A data breach in the Home Affairs Department of the Australian Government has affected 774,326 individuals whose personal information was stored in the Department’s Skillselect database. The platform allows people from all over the world to connect with the Australian Home Affairs Department to express interest in moving to Australia.
So, what exactly was leaked? Everything from the applicant’s names to user IDs and the full information disclosed on the prospective migrant’s applications. Much more personal details such as marital status, age and country of birth and residence were also found to have been leaked, with details of applicants dating back to 2014.
The discovery of the data breach was made by Guardian Australia, who was able to reveal the number of users that were affected and the specifics of the breach.
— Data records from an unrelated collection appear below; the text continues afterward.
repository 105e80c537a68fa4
//! Inbound adapters that translate external requests into domain service
//! calls while keeping framework details at the edge.
//!
//! HTTP handlers live under [`http`].

pub mod http;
The breach could not have happened at a worse time, as the attack happened without the Australian government’s knowledge at the very time they were asking Australian citizens to voluntarily sign up to the government created app CovidSafe for the purpose of tracking down those in contact with infected coronavirus patients.
The uncertainty surrounding the cyber security failure in a government app raises many questions about whether Australians can truly trust the government to safeguard their personal data or not. Although it often happens that a simple failure to update the app is enough to cause malware into your device.
Once Guardian Australia notified the Home Affairs Department about the data breach, the Skillselect website was set to “undergoing maintenance” and taken offline temporarily to deal with the security issue.
However, although the Home Affairs Department acted promptly once it was notified, it is problematic that it wasn’t the department itself who identified the breach.
The exposure of thousands of migrants’ personal information is a another blow for the Australian government, as they have “consistently upheld a poor track record that shows that we cannot trust them with our personal information,” said Monique Mann from the Australian Privacy Foundation regarding the migrant data breach.
Mann also went on to express her opinion about the data breach as “absolutely ludicrous” given the fact it was the Guardian and not the Home Affairs Department who had made the discovery.
This is an unfortunate example of how easily it is for a cyber criminal to gain access to private data without even being perceived as an existing threat by a source.
It will now be up to the Home Affairs Department and other government departments to come up with a stronger cyber security strategy that will ensure the privacy of Australians and Australian migrants alike.
A biggest task is yet to come: to recover the lost trust of Australian residents and citizens so that they may be able to once again feel free to give their personal information.